Developers of COVID-19 vaccines may have a chance to do more than round up the usual suspects, that is, the bits of viral material that are used to help B cells recognize and respond to SARS-CoV-2. These bits have been known to correspond to parts of the infamous SARS-CoV-2 spike. Recently, other bits have come to light. Their functions are not so well known. However, according to a new study, these lesser-known bits can activate T cells. If these bits were to inform vaccine development, it would be possible to develop vaccines that could broaden the immune system’s response to COVID-19—and not just to those infections that are due to familiar SARS-CoV-2 variants, but also to those infections that will be due to variants that have yet to emerge.
The new study comes from Boston University’s National Emerging Infectious Diseases Laboratories (NEIDL) and the Broad Institute of MIT and Harvard. At these institutions, researchers have been paying attention to the “red flags” that appear during a SARS-CoV-2 infection and elicit responses from T cells—the killers the immune system dispatches to destroy infected cells. These red flags are peptides derived from viral proteins that are processed by a host cell, then presented in peptide fragments on the host cell surface by class I human leukocyte antigen (HLA-I).
The researchers examined the HLA-I immunopeptidome in two SARS-CoV-2-infected human cell lines, and they complemented this analysis with RNA-seq and global proteomics measurements. The results of this work appeared June 16 in the journal Cell, in an article titled, “Profiling SARS-CoV-2 HLA-I peptidome reveals T cell epitopes from out-of-frame ORFs.”

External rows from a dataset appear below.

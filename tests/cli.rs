use assert_cmd::Command;
use predicates::prelude::*;

#[test]
fn prints_version() {
    Command::cargo_bin("videoreel")
        .unwrap()
        .arg("--version")
        .assert()
        .success()
        .stdout(predicate::str::contains(env!("CARGO_PKG_VERSION")));
}

#[test]
fn prints_help() {
    Command::cargo_bin("videoreel")
        .unwrap()
        .arg("--help")
        .assert()
        .success()
        .stdout(predicate::str::contains("Videoreel"))
        .stdout(predicate::str::contains("--version"))
        .stdout(predicate::str::contains("s <hot|new|top>"));
}
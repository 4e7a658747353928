use std::collections::HashMap;
use std::env;
use std::fs;
use std::path::{Path, PathBuf};
use std::time::Duration;

use anyhow::{Context, Result};
use serde::{Deserialize, Serialize};

use crate::feed;
use crate::pager;
use crate::reddit::{self, FilterParams, SortOption, TimeWindow};

const DEFAULT_ENV_PREFIX: &str = "VIDEOREEL";

#[derive(Debug, Clone, Serialize, Deserialize, PartialEq, Default)]
pub struct Config {
    #[serde(default)]
    pub feed: FeedConfig,
    #[serde(default)]
    pub player: PlayerConfig,
}

#[derive(Debug, Clone, Serialize, Deserialize, PartialEq)]
pub struct FeedConfig {
    #[serde(default = "default_base_url")]
    pub base_url: String,
    #[serde(default = "default_subreddit")]
    pub subreddit: String,
    #[serde(default)]
    pub sort: SortOption,
    #[serde(default)]
    pub time_window: TimeWindow,
    #[serde(default = "default_timeout", with = "humantime_serde")]
    pub timeout: Duration,
    #[serde(default = "default_max_empty_pages")]
    pub max_empty_pages: usize,
    #[serde(default = "default_user_agent")]
    pub user_agent: String,
}

impl Default for FeedConfig {
    fn default() -> Self {
        Self {
            base_url: default_base_url(),
            subreddit: default_subreddit(),
            sort: SortOption::default(),
            time_window: TimeWindow::default(),
            timeout: default_timeout(),
            max_empty_pages: default_max_empty_pages(),
            user_agent: default_user_agent(),
        }
    }
}

impl FeedConfig {
    pub fn filter_params(&self) -> FilterParams {
        FilterParams::new(self.subreddit.clone(), self.sort, self.time_window)
    }

    pub fn controller_options(&self) -> feed::Options {
        feed::Options {
            timeout: self.timeout,
            max_empty_pages: self.max_empty_pages,
        }
    }
}

fn default_base_url() -> String {
    reddit::DEFAULT_BASE_URL.to_string()
}

fn default_subreddit() -> String {
    reddit::DEFAULT_SUBREDDIT.to_string()
}

fn default_timeout() -> Duration {
    pager::DEFAULT_TIMEOUT
}

fn default_max_empty_pages() -> usize {
    feed::DEFAULT_MAX_EMPTY_PAGES
}

fn default_user_agent() -> String {
    format!("videoreel/{}", crate::VERSION)
}

#[derive(Debug, Clone, Serialize, Deserialize, PartialEq)]
pub struct PlayerConfig {
    #[serde(default = "default_player_command")]
    pub command: String,
    #[serde(default = "default_true")]
    pub muted: bool,
    #[serde(default = "default_true")]
    pub auto_next: bool,
    #[serde(default)]
    pub fullscreen: bool,
}

impl Default for PlayerConfig {
    fn default() -> Self {
        Self {
            command: default_player_command(),
            muted: true,
            auto_next: true,
            fullscreen: false,
        }
    }
}

fn default_player_command() -> String {
    "mpv".into()
}

fn default_true() -> bool {
    true
}

#[derive(Debug, Clone, Default)]
pub struct LoadOptions {
    pub config_file: Option<PathBuf>,
    pub env_prefix: Option<String>,
}

pub fn load(options: LoadOptions) -> Result<Config> {
    let mut cfg = Config::default();

    if let Some(path) = options.config_file.as_ref() {
        if path.exists() {
            cfg = read_config_file(path)?;
        }
    } else if let Some(default_path) = default_config_path() {
        if default_path.exists() {
            cfg = read_config_file(&default_path)?;
        }
    }

    let prefix = options.env_prefix.as_deref().unwrap_or(DEFAULT_ENV_PREFIX);
    apply_env(&mut cfg, prefix);

    Ok(cfg)
}

fn read_config_file(path: &Path) -> Result<Config> {
    let data = fs::read_to_string(path)
        .with_context(|| format!("Failed to read config file at {}", path.display()))?;
    let config: Config = serde_yaml::from_str(&data)
        .with_context(|| format!("Failed to parse config file at {}", path.display()))?;
    Ok(config)
}

fn apply_env(cfg: &mut Config, prefix: &str) {
    let mut map: HashMap<String, String> = HashMap::new();
    let upper_prefix = format!("{}_", prefix.to_uppercase());

    for (key, value) in env::vars() {
        if let Some(stripped) = key.strip_prefix(&upper_prefix) {
            let normalized = stripped.to_ascii_lowercase().replace("__", ".");
            map.insert(normalized, value);
        }
    }

    for (key, value) in map {
        apply_env_value(cfg, &key, value);
    }
}

fn apply_env_value(cfg: &mut Config, key: &str, value: String) {
    match key {
        "feed.base_url" => cfg.feed.base_url = value,
        "feed.subreddit" => cfg.feed.subreddit = value,
        "feed.user_agent" => cfg.feed.user_agent = value,
        "feed.sort" => {
            if let Ok(parsed) = value.parse::<SortOption>() {
                cfg.feed.sort = parsed;
            }
        }
        "feed.time_window" => {
            if let Ok(parsed) = value.parse::<TimeWindow>() {
                cfg.feed.time_window = parsed;
            }
        }
        "feed.timeout" => {
            if let Ok(duration) = humantime::parse_duration(&value) {
                cfg.feed.timeout = duration;
            }
        }
        "feed.max_empty_pages" => {
            if let Ok(parsed) = value.parse::<usize>() {
                cfg.feed.max_empty_pages = parsed;
            }
        }
        "player.command" => cfg.player.command = value,
        "player.muted" => cfg.player.muted = parse_flag(&value),
        "player.auto_next" => cfg.player.auto_next = parse_flag(&value),
        "player.fullscreen" => cfg.player.fullscreen = parse_flag(&value),
        _ => {}
    }
}

fn parse_flag(value: &str) -> bool {
    matches!(
        value.trim().to_ascii_lowercase().as_str(),
        "1" | "true" | "yes" | "on"
    )
}

pub fn default_path() -> Option<PathBuf> {
    default_config_path()
}

fn default_config_path() -> Option<PathBuf> {
    dirs::config_dir().map(|dir| dir.join("videoreel").join("config.yaml"))
}

#[cfg(test)]
mod tests {
    use super::*;
    use std::env;
    use tempfile::tempdir;

    fn isolated() -> LoadOptions {
        LoadOptions {
            config_file: Some(PathBuf::from("/nonexistent/videoreel.yaml")),
            env_prefix: Some("VIDEOREEL_TEST_NONE".into()),
        }
    }

    #[test]
    fn defaults_match_the_classic_feed() {
        let cfg = load(isolated()).unwrap();
        assert_eq!(cfg.feed.subreddit, "oddlysatisfying");
        assert_eq!(cfg.feed.sort, SortOption::Hot);
        assert_eq!(cfg.feed.time_window, TimeWindow::Unset);
        assert_eq!(cfg.feed.timeout, Duration::from_secs(5));
        assert!(cfg.player.muted);
        assert!(cfg.player.auto_next);
    }

    #[test]
    fn reads_yaml_file() {
        let dir = tempdir().unwrap();
        let path = dir.path().join("config.yaml");
        fs::write(
            &path,
            "feed:\n  subreddit: r/gifs\n  sort: top\n  time_window: week\n  timeout: 2s\nplayer:\n  muted: false\n",
        )
        .unwrap();
        let cfg = load(LoadOptions {
            config_file: Some(path),
            env_prefix: Some("VIDEOREEL_TEST_NONE".into()),
        })
        .unwrap();
        assert_eq!(cfg.feed.timeout, Duration::from_secs(2));
        assert!(!cfg.player.muted);
        assert!(cfg.player.auto_next);
        assert_eq!(
            cfg.feed.filter_params(),
            FilterParams::new("gifs", SortOption::Top, TimeWindow::Week)
        );
    }

    #[test]
    fn rejects_malformed_yaml() {
        let dir = tempdir().unwrap();
        let path = dir.path().join("config.yaml");
        fs::write(&path, "feed: [unterminated").unwrap();
        let err = load(LoadOptions {
            config_file: Some(path),
            env_prefix: None,
        })
        .unwrap_err();
        assert!(err.to_string().contains("Failed to parse config file"));
    }

    #[test]
    fn env_overrides() {
        env::set_var("VIDEOREEL_ENVTEST_FEED__SUBREDDIT", "aww");
        env::set_var("VIDEOREEL_ENVTEST_FEED__SORT", "new");
        env::set_var("VIDEOREEL_ENVTEST_PLAYER__AUTO_NEXT", "off");
        let cfg = load(LoadOptions {
            config_file: Some(PathBuf::from("/nonexistent/videoreel.yaml")),
            env_prefix: Some("VIDEOREEL_ENVTEST".into()),
        })
        .unwrap();
        assert_eq!(cfg.feed.subreddit, "aww");
        assert_eq!(cfg.feed.sort, SortOption::New);
        assert!(!cfg.player.auto_next);
        env::remove_var("VIDEOREEL_ENVTEST_FEED__SUBREDDIT");
        env::remove_var("VIDEOREEL_ENVTEST_FEED__SORT");
        env::remove_var("VIDEOREEL_ENVTEST_PLAYER__AUTO_NEXT");
    }
}
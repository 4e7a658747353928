use crate::extract::MediaRef;

#[derive(Debug, Clone, Copy, PartialEq, Eq)]
pub enum Direction {
    Forward,
    Backward,
}

#[derive(Debug, Clone, Default)]
pub struct Playlist {
    items: Vec<MediaRef>,
    position: usize,
    paging_cursor: String,
}

impl Playlist {
    pub fn new() -> Self {
        Self::default()
    }

    pub fn current(&self) -> Option<&MediaRef> {
        self.items.get(self.position)
    }

    pub fn advance(&mut self, direction: Direction) {
        match direction {
            Direction::Forward => self.position = self.position.saturating_add(1),
            Direction::Backward => self.position = self.position.saturating_sub(1),
        }
    }

    /// No lookahead left once the cursor sits on the last loaded item.
    pub fn needs_more(&self) -> bool {
        self.position + 1 >= self.items.len()
    }

    pub fn append(&mut self, items: Vec<MediaRef>, cursor: impl Into<String>) {
        self.items.extend(items);
        self.paging_cursor = cursor.into();
    }

    pub fn reset(&mut self) {
        self.items.clear();
        self.position = 0;
        self.paging_cursor.clear();
    }

    pub fn position(&self) -> usize {
        self.position
    }

    pub fn len(&self) -> usize {
        self.items.len()
    }

    pub fn is_empty(&self) -> bool {
        self.items.is_empty()
    }

    pub fn paging_cursor(&self) -> &str {
        &self.paging_cursor
    }

    pub fn items(&self) -> &[MediaRef] {
        &self.items
    }
}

“We found HLA-I peptides derived not only from canonical ORFs, but also from internal out-of-frame ORFs in Spike and Nucleocapsid not captured by current vaccines,” the article’s authors wrote. “Some peptides from out-of-frame ORFs elicited T cell responses in a humanized mouse model and COVID-19 patients that exceeded responses to canonical peptides including some of the strongest epitopes reported to date. Whole proteome analysis of infected cells revealed that early expressed viral proteins contribute more to HLA-I presentation and immunogenicity.”
Based on the new information, “companies should reevaluate their vaccine designs,” said Mohsan Saeed, a NEIDL virologist and the co-corresponding author of the paper.

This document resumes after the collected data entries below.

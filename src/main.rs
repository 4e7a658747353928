fn main() {
    if handle_cli_flags() {
        return;
    }

    if let Err(err) = videoreel::run() {
        eprintln!("error: {err:?}");
        std::process::exit(1);
    }
}

fn handle_cli_flags() -> bool {
    let mut saw_flag = false;
    for arg in std::env::args().skip(1) {
        match arg.as_str() {
            "--version" | "-V" => {
                println!("Videoreel {}", videoreel::VERSION);
                saw_flag = true;
            }
            "--help" | "-h" => {
                println!(
                    "Videoreel - An endless reel of subreddit videos.\n\n  --version, -V        Show version and exit\n  --help,    -h        Show this help message\n\n{}\n\nConfiguration: {}",
                    videoreel::app::HELP,
                    config_location()
                );
                saw_flag = true;
            }
            _ => {}
        }
    }
    saw_flag
}

fn config_location() -> String {
    videoreel::config::default_path()
        .map(|path| path.display().to_string())
        .unwrap_or_else(|| "~/.config/videoreel/config.yaml".to_string())
}
use std::sync::atomic::{AtomicBool, Ordering};
use std::sync::Arc;
use std::thread;
use std::time::Duration;

use crossbeam_channel::Sender;
use tracing::debug;

use crate::reddit::{self, FilterParams, Post};

pub const DEFAULT_TIMEOUT: Duration = Duration::from_millis(5000);

#[derive(Debug, Clone, PartialEq, Eq, thiserror::Error)]
pub enum FetchError {
    #[error("request timed out")]
    Timeout,
    #[error("network error: {0}")]
    Network(String),
    #[error("upstream returned status {code}: {body}")]
    Status { code: u16, body: String },
    #[error("could not decode listing: {0}")]
    Decode(String),
    #[error("could not build request: {0}")]
    Request(String),
}

impl FetchError {
    pub(crate) fn from_transport(err: reqwest::Error) -> Self {
        if err.is_timeout() {
            FetchError::Timeout
        } else if err.is_decode() {
            FetchError::Decode(err.to_string())
        } else {
            FetchError::Network(err.to_string())
        }
    }
}

#[derive(Debug, Clone, PartialEq, Eq)]
pub struct PageRequest {
    pub params: FilterParams,
    pub cursor: String,
    pub timeout: Duration,
}

#[derive(Debug, Clone, Default, PartialEq)]
pub struct Page {
    pub posts: Vec<Post>,
    pub next_cursor: Option<String>,
}

pub trait PageSource: Send + Sync {
    fn fetch_page(&self, request: &PageRequest) -> Result<Page, FetchError>;
}

pub struct RedditPageSource {
    client: Arc<reddit::Client>,
}

impl RedditPageSource {
    pub fn new(client: Arc<reddit::Client>) -> Self {
        Self { client }
    }
}

impl PageSource for RedditPageSource {
    fn fetch_page(&self, request: &PageRequest) -> Result<Page, FetchError> {
        let listing =
            self.client
                .subreddit_listing(&request.params, &request.cursor, request.timeout)?;
        Ok(Page {
            posts: listing.children.into_iter().map(|thing| thing.data).collect(),
            next_cursor: listing.after,
        })
    }
}

#[derive(Debug)]
pub struct PageResponse {
    pub generation: u64,
    pub result: Result<Page, FetchError>,
}

// Cancelling only asks the worker to drop its result. Receivers still have
// to check the generation.
#[derive(Debug)]
pub struct FetchHandle {
    generation: u64,
    cancel_flag: Arc<AtomicBool>,
}

impl FetchHandle {
    pub fn generation(&self) -> u64 {
        self.generation
    }

    pub fn cancel(&self) {
        self.cancel_flag.store(true, Ordering::SeqCst);
    }

    pub fn is_cancelled(&self) -> bool {
        self.cancel_flag.load(Ordering::SeqCst)
    }
}

pub fn spawn_fetch(
    source: Arc<dyn PageSource>,
    request: PageRequest,
    generation: u64,
    tx: Sender<PageResponse>,
) -> FetchHandle {
    let cancel_flag = Arc::new(AtomicBool::new(false));
    let handle = FetchHandle {
        generation,
        cancel_flag: cancel_flag.clone(),
    };

    thread::spawn(move || {
        if cancel_flag.load(Ordering::SeqCst) {
            return;
        }
        let result = source.fetch_page(&request);
        if cancel_flag.load(Ordering::SeqCst) {
            debug!(generation, "dropping result of cancelled fetch");
            return;
        }
        let _ = tx.send(PageResponse {
            generation,
            result,
        });
    });

    handle
}

#[cfg(test)]
mod tests {
    use super::*;
    use crossbeam_channel::{bounded, unbounded};

    struct Gated {
        gate: crossbeam_channel::Receiver<()>,
    }

    impl PageSource for Gated {
        fn fetch_page(&self, request: &PageRequest) -> Result<Page, FetchError> {
            let _ = self.gate.recv();
            Ok(Page {
                posts: vec![Post {
                    id: request.cursor.clone(),
                    ..Post::default()
                }],
                next_cursor: Some("t3_next".into()),
            })
        }
    }

    fn request(cursor: &str) -> PageRequest {
        PageRequest {
            params: FilterParams::default(),
            cursor: cursor.into(),
            timeout: DEFAULT_TIMEOUT,
        }
    }

    #[test]
    fn delivers_page_tagged_with_generation() {
        let (gate_tx, gate_rx) = bounded(1);
        let (tx, rx) = unbounded();
        let handle = spawn_fetch(Arc::new(Gated { gate: gate_rx }), request("t3_a"), 7, tx);
        assert_eq!(handle.generation(), 7);
        gate_tx.send(()).unwrap();

        let response = rx.recv_timeout(Duration::from_secs(5)).unwrap();
        assert_eq!(response.generation, 7);
        let page = response.result.unwrap();
        assert_eq!(page.posts[0].id, "t3_a");
        assert_eq!(page.next_cursor.as_deref(), Some("t3_next"));
    }

    #[test]
    fn cancelled_fetch_never_settles() {
        let (gate_tx, gate_rx) = bounded(1);
        let (tx, rx) = unbounded();
        let handle = spawn_fetch(Arc::new(Gated { gate: gate_rx }), request(""), 1, tx);
        handle.cancel();
        assert!(handle.is_cancelled());
        let _ = gate_tx.send(());

        assert!(rx.recv_timeout(Duration::from_millis(300)).is_err());
    }
}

Saeed, who is also a Boston University School of Medicine assistant professor of biochemistry, performed experiments on human cells infected with coronavirus. He isolated and identified those missing pieces of SARS-CoV-2 proteins inside one of the NEIDL’s Biosafety Level 3 (BSL-3) labs. Saeed got involved after he was contacted by genetic sequencing experts at the Broad Institute, computational geneticists Pardis Sabeti and Shira Weingarten-Gabbay. They hoped to identify fragments of SARS-CoV-2 that activate the immune system’s T cells.
From the outset of COVID pandemic in early 2020, scientists around the world knew the identity of 29 proteins produced by SARS-CoV-2 virus in infected cells—viral fragments that now make up the spike protein in some coronavirus vaccines, such as the Moderna, Pfizer-BioNTech, and Johnson & Johnson vaccines. Later, scientists discovered another 23 proteins hidden inside the virus’ genetic sequence; however, the function of these additional proteins was a mystery until now. The new findings of Saeed and his collaborators reveal—unexpectedly and critically—that 25% of the viral protein fragments that trigger the human immune system to attack a virus come from these hidden viral proteins.
“It’s quite remarkable that such a strong immune signature of the virus is coming from regions [of the virus’ genetic sequence] that we were blind to,” said Weingarten-Gabby, the paper’s lead author and postdoctoral fellow in the Sabeti lab. “This is a striking reminder that curiosity-driven research stands at the basis of discoveries that can transform the development of vaccines and therapies.”
“Our discovery … can assist in the development of new vaccines that will mimic more accurately the response of our immune system to the virus,” Sabeti added.
T cells not only destroy infected cells but also memorize the virus’ flags so that they can launch an attack, stronger and faster, the next time the same or a different variant of the virus appears. That’s a crucial advantage, because the coronavirus appears to delay the cell’s ability to call in immune help.
“This virus wants to go undetected by the immune system for as long as possible,” Saeed explained. “Once it’s noticed by the immune system, it’s going to be eliminated, and it doesn’t want that.”
Based on the new findings, Saeed says, a new vaccine recipe, incorporating some of the newly discovered internal proteins making up the SARS-CoV-2 virus, would be effective in stimulating an immune response capable of tackling a wide swath of newly emerging coronavirus variants. And given the speed with which these variants continue to appear around the world, a vaccine that can provide protection against all of them would be a game changer.